Głosowanie „na dwie ręce”
Przypomnijmy: w czwartek 19 września podczas sesji Rady Miasta Bochnia doszło do kontrowersyjnej sytuacji. W czasie jednego z głosowań radna Jolanta Michałowska oddała głos za nieobecną koleżankę. Więcej na temat TUTAJ.
Przebieg zdarzenia:
Zgłoszenia sprawy do prokuratury oczekiwano początkowo od przewodniczącej rady miasta. Apelował o to m.in. naczelnik Wydziału Kancelaria Burmistrza, radni Reaktora B7 oraz Prawa i Sprawiedliwości, a burmistrz Magdalena Łacna wyraziła oczekiwanie „zdecydowanych działań od pani przewodniczącej”. Z kolei radna Jolanta Michałowska przeprosiła za swoje zachowanie.
W środę 25 września przewodnicząca Katarzyna Korta-Wójcik poinformowała prokuraturę o incydencie. Burmistrz Bochni zwraca jednak uwagę, że ówczesna szefowa rady miasta umniejszała znaczenie wydarzeń, a prasie przekazała, że jej pismo de facto nie było zawiadomieniem o podejrzeniu popełnienia przestępstwa. – Opinia publiczna oczekuje stanowczej reakcji ze strony władz Urzędu Miasta, jak również organów ścigania – wskazuje tymczasem Magdalena Łacna.
Dlatego sama również skierowała zawiadomienie do prokuratury – przywołując jeszcze dodatkową okoliczność.
Czego dotyczy zawiadomienie?
W zawiadomieniu wskazano na podejrzenie popełnienia przestępstwa przez radną Jolantę Michałowską polegającego na przekroczeniu uprawnień jako funkcjonariusza publicznego poprzez oddanie głosu za nieobecną w chwili głosowania na sali obrad radną Urszulę Golińską.
Druga kwestia, którą podniesiono w zawiadomieniu, to udzielenie przez radną nieprawdziwego oświadczenia o posiadaniu ustnego upoważnienia do głosowania, rzekomo udzielonego przez koleżankę. Bo jak się okazuje, już następnego dnia po sesji (20 września) radna Urszula Golińska skierowała do przewodniczącej rady miasta pismo, w którym oficjalnie oświadczyła, że nie upoważniała Jolanty Michałowskiej do oddania głosu w jej imieniu. Kopię tego pisma dołączono do zawiadomienia skierowanego do bocheńskiej prokuratury.

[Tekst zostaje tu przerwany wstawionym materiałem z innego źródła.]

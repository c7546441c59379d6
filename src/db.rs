//! SQLite connection pool used by the studio repositories.

use std::time::Duration;

use diesel::connection::SimpleConnection;
use diesel::r2d2::{ConnectionManager, CustomizeConnection, Pool, PoolError, PooledConnection};
use diesel::sqlite::SqliteConnection;

pub type DbPool = Pool<ConnectionManager<SqliteConnection>>;
pub type DbConnection = PooledConnection<ConnectionManager<SqliteConnection>>;

/// Pragmas applied to every connection handed out by the pool.
#[derive(Debug, Clone)]
pub struct SqliteOptions {
    /// Write Ahead Logging, so API reads do not block page reads.
    pub enable_wal: bool,
    /// `projects.client_id` must reference an existing client.
    pub enable_foreign_keys: bool,
    pub busy_timeout: Option<Duration>,
}

impl Default for SqliteOptions {
    fn default() -> Self {
        Self {
            enable_wal: true,
            enable_foreign_keys: true,
            busy_timeout: Some(Duration::from_secs(30)),
        }
    }
}

impl SqliteOptions {
    fn pragmas(&self) -> String {
        let mut sql = String::new();
        if self.enable_wal {
            sql.push_str("PRAGMA journal_mode = WAL; PRAGMA synchronous = NORMAL;");
        }
        if self.enable_foreign_keys {
            sql.push_str("PRAGMA foreign_keys = ON;");
        }
        if let Some(timeout) = self.busy_timeout {
            sql.push_str(&format!("PRAGMA busy_timeout = {};", timeout.as_millis()));
        }
        sql
    }
}

impl CustomizeConnection<SqliteConnection, diesel::r2d2::Error> for SqliteOptions {
    fn on_acquire(&self, conn: &mut SqliteConnection) -> Result<(), diesel::r2d2::Error> {
        let pragmas = self.pragmas();
        if pragmas.is_empty() {
            return Ok(());
        }
        conn.batch_execute(&pragmas)
            .map_err(diesel::r2d2::Error::QueryError)
    }
}

/// Creates a pool with the default [`SqliteOptions`].
pub fn establish_connection_pool(database_url: &str) -> Result<DbPool, PoolError> {
    establish_connection_pool_with(database_url, SqliteOptions::default())
}

pub fn establish_connection_pool_with(
    database_url: &str,
    options: SqliteOptions,
) -> Result<DbPool, PoolError> {
    let manager = ConnectionManager::<SqliteConnection>::new(database_url);
    Pool::builder()
        .connection_customizer(Box::new(options))
        .build(manager)
}
//! DTOs shaped for the client templates.

use serde::Serialize;

use crate::domain::client::Client;
use crate::dto::project::ProjectView;

/// Data required to render the client details page.
#[derive(Debug, Serialize)]
pub struct ClientPageData {
    pub client: Client,
    pub projects: Vec<ProjectView>,
    /// Projects currently "In Progress".
    pub open_projects: usize,
}
use diesel::r2d2::{Error as R2D2Error, PoolError};
use diesel::result::{DatabaseErrorKind, Error as DieselError};
use thiserror::Error;

#[derive(Debug, Error)]
pub enum RepositoryError {
    #[error("Entity not found")]
    NotFound,

    #[error("Database error: {0}")]
    DatabaseError(String),

    #[error("Validation error: {0}")]
    ValidationError(String),

    #[error("Connection error: {0}")]
    ConnectionError(String),

    #[error("Constraint violation: {0}")]
    ConstraintViolation(String),
}

pub type RepositoryResult<T> = Result<T, RepositoryError>;

fn constraint_label(kind: &DatabaseErrorKind) -> Option<&'static str> {
    match kind {
        DatabaseErrorKind::UniqueViolation => Some("Unique"),
        DatabaseErrorKind::ForeignKeyViolation => Some("Foreign key"),
        DatabaseErrorKind::NotNullViolation => Some("Not null"),
        DatabaseErrorKind::CheckViolation => Some("Check"),
        _ => None,
    }
}

impl From<DieselError> for RepositoryError {
    fn from(err: DieselError) -> Self {
        match err {
            DieselError::NotFound => RepositoryError::NotFound,
            DieselError::DatabaseError(kind, info) => match constraint_label(&kind) {
                Some(label) => RepositoryError::ConstraintViolation(format!(
                    "{label} constraint violation: {}",
                    info.message()
                )),
                None => RepositoryError::DatabaseError(info.message().to_string()),
            },
            DieselError::DeserializationError(e) => {
                RepositoryError::ValidationError(format!("Deserialization error: {e}"))
            }
            DieselError::SerializationError(e) => {
                RepositoryError::ValidationError(format!("Serialization error: {e}"))
            }
            other => RepositoryError::DatabaseError(other.to_string()),
        }
    }
}

impl From<R2D2Error> for RepositoryError {
    fn from(err: R2D2Error) -> Self {
        RepositoryError::ConnectionError(err.to_string())
    }
}

impl From<PoolError> for RepositoryError {
    fn from(err: PoolError) -> Self {
        RepositoryError::ConnectionError(err.to_string())
    }
}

Zawiadomienie kończy wniosek o wyłączenie się Prokuratury Rejonowej w Bochni od rozpoznania niniejszej sprawy i przekazanie prowadzenia postępowania innej prokuraturze rejonowej z terenu województwa małopolskiego.
Radna zawieszona w Platformie Obywatelskiej
Jak potwierdził dziś w rozmowie z Bochnianin.pl Grzegorz Małodobry – sekretarz PO w Małopolsce – radna Jolanta Michałowska w konsekwencji wydarzeń na sesji rady miasta została zawieszona w prawach członka Platformy Obywatelskiej do czasu rozpatrzenia jej sprawy przez Regionalny Sąd Koleżeński. Ten, zgodnie ze statutem partii, może zdecydować o upomnieniu, naganie, zawieszeniu w prawach członka na okres od 6 miesięcy do 2 lat, lub o wykluczeniu z Platformy Obywatelskiej.